EL RUISEÑOR DE VAN
“Uno de los más agradables incidentes
–siempre las malas cosas de la vida tienen su lado bueno—me ocurrió una tarde
cuando me arrastraba a la cabeza de una partida de zapadores, por nuestra
tierra de nadie. Esta zona de peligro era en Van el área devastada de la
población. Nos deslizábamos con mil precauciones, en medio de un montón de
ruinas, en la parte opuesta de algunos edificios de donde los comitadchis
armenios hacían fuego sobre los servidores de nuestras baterías en la roca del
castillo, cuando mi adicto servidor Mustafá, que me guardaba las espaldas me
asió por una pierna, mostrándome con el dedo, una ventana abierta. En ella
observé que alguien prendía un fósforo para encender una lámpara de kerosene.
Luego se sentaba al piano para hacernos gustar por media hora algunas de las
más tristes y bellas melodías que jamás oyera. Se trataba de una joven,
probablemente estudiante de la misión norteamericana. Cantaba algunas canciones
de ese país. Una entre ellas, deary, oh deary, me era bastante conocida.
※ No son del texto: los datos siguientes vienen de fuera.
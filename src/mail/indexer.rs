/**
 * Mail Record Indexer
 *
 * Creates, lists, and retracts mail records under the
 * username-canonical addressing regime: records are keyed by the
 * denormalized sender/recipient usernames and their lowercase forms.
 *
 * Send ordering guarantee: the record is persisted (STORED/DRAFT)
 * before any delivery dispatch, so it is visible to outbox queries
 * while delivery is in flight; status is patched at most once per
 * attempt and never regresses.
 */

use chrono::Utc;
use uuid::Uuid;

use crate::auth::tokens::CallerIdentity;
use crate::delivery::{DeliveryStatus, LetterCourier};
use crate::error::ApiError;
use crate::mail::model::{clamp_limit, MailRecord, MailStatus, Provider, SendMailRequest};
use crate::mail::render::render_html;
use crate::store::Store;
use crate::users::model::PostalAddress;
use crate::users::{directory, provision};

/// Simulated reference returned by the MANUAL provider.
const MANUAL_REFERENCE: &str = "simulated-local";

/// Orchestrates mail operations against the store and the delivery
/// collaborator.
pub struct MailIndexer<'a> {
    store: &'a dyn Store,
    courier: &'a dyn LetterCourier,
}

impl<'a> MailIndexer<'a> {
    pub fn new(store: &'a dyn Store, courier: &'a dyn LetterCourier) -> Self {
        Self { store, courier }
    }

    /// Send a letter to a handle.
    ///
    /// All validation happens before anything is persisted: an empty
    /// body, an unknown recipient, or a missing address produces no
    /// stored record. A delivery failure, by contrast, leaves the
    /// record persisted with `FAILED` status and surfaces a
    /// `DeliveryFailed` error.
    pub async fn send(
        &self,
        identity: &CallerIdentity,
        request: SendMailRequest,
    ) -> Result<MailRecord, ApiError> {
        let body = request.body.trim();
        if body.is_empty() {
            return Err(ApiError::invalid_argument("body is required"));
        }
        let handle = request
            .recipient()
            .ok_or_else(|| ApiError::invalid_argument("toHandle (recipient username) is required"))?;

        let recipient = directory::find_by_username(self.store, handle).await?;
        let (from_username, from_username_lower) =
            provision::resolve_or_provision_username(self.store, identity).await?;

        let provider = request.provider;
        let addresses = self.resolve_addresses(identity, &recipient.id, provider).await?;

        let subject = request
            .subject
            .as_deref()
            .map(str::trim)
            .filter(|s| !s.is_empty())
            .map(str::to_string);
        let body_html = render_html(subject.as_deref(), body);

        // Legacy recipient records may lack the normalized form.
        let to_username_lower = if recipient.username_lower.is_empty() {
            recipient.username.to_lowercase()
        } else {
            recipient.username_lower.clone()
        };

        let mut record = MailRecord {
            id: Uuid::new_v4(),
            from_username,
            from_username_lower,
            to_username: recipient.username.clone(),
            to_username_lower,
            subject,
            body: body.to_string(),
            body_html,
            images: request.images,
            status: if provider == Provider::None {
                MailStatus::Stored
            } else {
                MailStatus::Draft
            },
            provider,
            provider_ref: None,
            created_at: Utc::now(),
        };
        self.store.insert_mail(&record).await?;
        tracing::info!(mail_id = %record.id, to = %record.to_username_lower, provider = provider.as_str(), "mail record created");

        match provider {
            Provider::None => Ok(record),
            Provider::Manual => {
                // Simulated delivery: immediate success, no courier call.
                self.store
                    .patch_mail_status(record.id, MailStatus::Sent, Some(MANUAL_REFERENCE.to_string()))
                    .await?;
                record.status = MailStatus::Sent;
                record.provider_ref = Some(MANUAL_REFERENCE.to_string());
                Ok(record)
            }
            Provider::Lob | Provider::Postgrid => {
                let (to_addr, from_addr) = addresses.ok_or_else(|| {
                    ApiError::Internal("addresses not resolved for external provider".to_string())
                })?;
                let outcome = self
                    .courier
                    .deliver(provider, &to_addr, &from_addr, &record.body_html)
                    .await;

                match outcome.status {
                    DeliveryStatus::Sent => {
                        self.store
                            .patch_mail_status(record.id, MailStatus::Sent, outcome.reference.clone())
                            .await?;
                        record.status = MailStatus::Sent;
                        record.provider_ref = outcome.reference;
                        Ok(record)
                    }
                    DeliveryStatus::Failed => {
                        let reason = outcome
                            .reference
                            .unwrap_or_else(|| "unknown provider error".to_string());
                        self.store
                            .patch_mail_status(record.id, MailStatus::Failed, Some(reason.clone()))
                            .await?;
                        Err(ApiError::DeliveryFailed {
                            provider: provider.as_str().to_string(),
                            reason,
                        })
                    }
                }
            }
        }
    }

    /// Validate provider configuration and gather postal addresses for
    /// external sends. Runs before any record is created.
    async fn resolve_addresses(
        &self,
        identity: &CallerIdentity,
        recipient_id: &str,
        provider: Provider,
    ) -> Result<Option<(PostalAddress, PostalAddress)>, ApiError> {
        if !provider.is_external() {
            return Ok(None);
        }
        if !self.courier.supports(provider) {
            return Err(ApiError::invalid_argument(format!(
                "{} key not configured",
                provider.as_str()
            )));
        }

        let to_addr = self
            .store
            .get_user(recipient_id)
            .await?
            .and_then(|u| u.address)
            .ok_or_else(|| ApiError::invalid_argument("Recipient address missing"))?;

        // A sender without an address borrows the recipient's.
        let from_addr = self
            .store
            .get_user(&identity.id)
            .await?
            .and_then(|u| u.address)
            .unwrap_or_else(|| to_addr.clone());

        Ok(Some((to_addr, from_addr)))
    }

    /// Mail addressed to the caller, newest first.
    pub async fn list_inbox(
        &self,
        identity: &CallerIdentity,
        limit: Option<u32>,
    ) -> Result<Vec<MailRecord>, ApiError> {
        let (_, lower) = provision::resolve_or_provision_username(self.store, identity).await?;
        Ok(self.store.list_mail_to(&lower, clamp_limit(limit)).await?)
    }

    /// Mail sent by the caller, newest first.
    pub async fn list_outbox(
        &self,
        identity: &CallerIdentity,
        limit: Option<u32>,
    ) -> Result<Vec<MailRecord>, ApiError> {
        let (_, lower) = provision::resolve_or_provision_username(self.store, identity).await?;
        Ok(self.store.list_mail_from(&lower, clamp_limit(limit)).await?)
    }

    /// Permanently delete a mail record. Only the recipient may
    /// retract; there is no soft delete.
    pub async fn delete(&self, identity: &CallerIdentity, mail_id: Uuid) -> Result<(), ApiError> {
        let record = self
            .store
            .get_mail(mail_id)
            .await?
            .ok_or_else(|| ApiError::not_found("Mail not found"))?;

        let (_, lower) = provision::resolve_or_provision_username(self.store, identity).await?;
        if record.to_username_lower != lower {
            return Err(ApiError::forbidden("Not authorized to delete this mail"));
        }

        if !self.store.delete_mail(mail_id).await? {
            return Err(ApiError::not_found("Mail not found"));
        }
        tracing::info!(%mail_id, "mail record deleted");
        Ok(())
    }
}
La había
escuchado en Nevada, en la época de la fiebre del oro. El contraste entre el
feliz y despreocupado Nevada Méndez, exvaquero, minero en Alaska, y Bey
Nogales, comandante del sangriento sitio de Van, me impresionó tanto, que en
aquel momento llegué a sentirme como en un sueño. Un sueño del cual me despertó
el grito contenido a duras penas al ver que uno de nuestros voluntarios turcos,
lentamente se llevaba el fusil a la cara y apuntaba a la muchacha. Por fortuna
actué a tiempo para evitar aquel asesinato a sangre fría. Nuestro pequeño
ruiseñor siguió trinando sin sospechar que había estado tan cerca de la muerte.
Mientras tanto, desde las ventanas próximas
los comitadchis, armenios de negras barbas, juraban y disparaban sobre nuestras
cabezas. No supieron jamás que el Sheitan Osmanli, como me apodaban, estuvo al
alcance de sus rifles, disfrutando con relativa calma los bellos cantos de su
pequeña hermana armenia de ojos melancólicos.”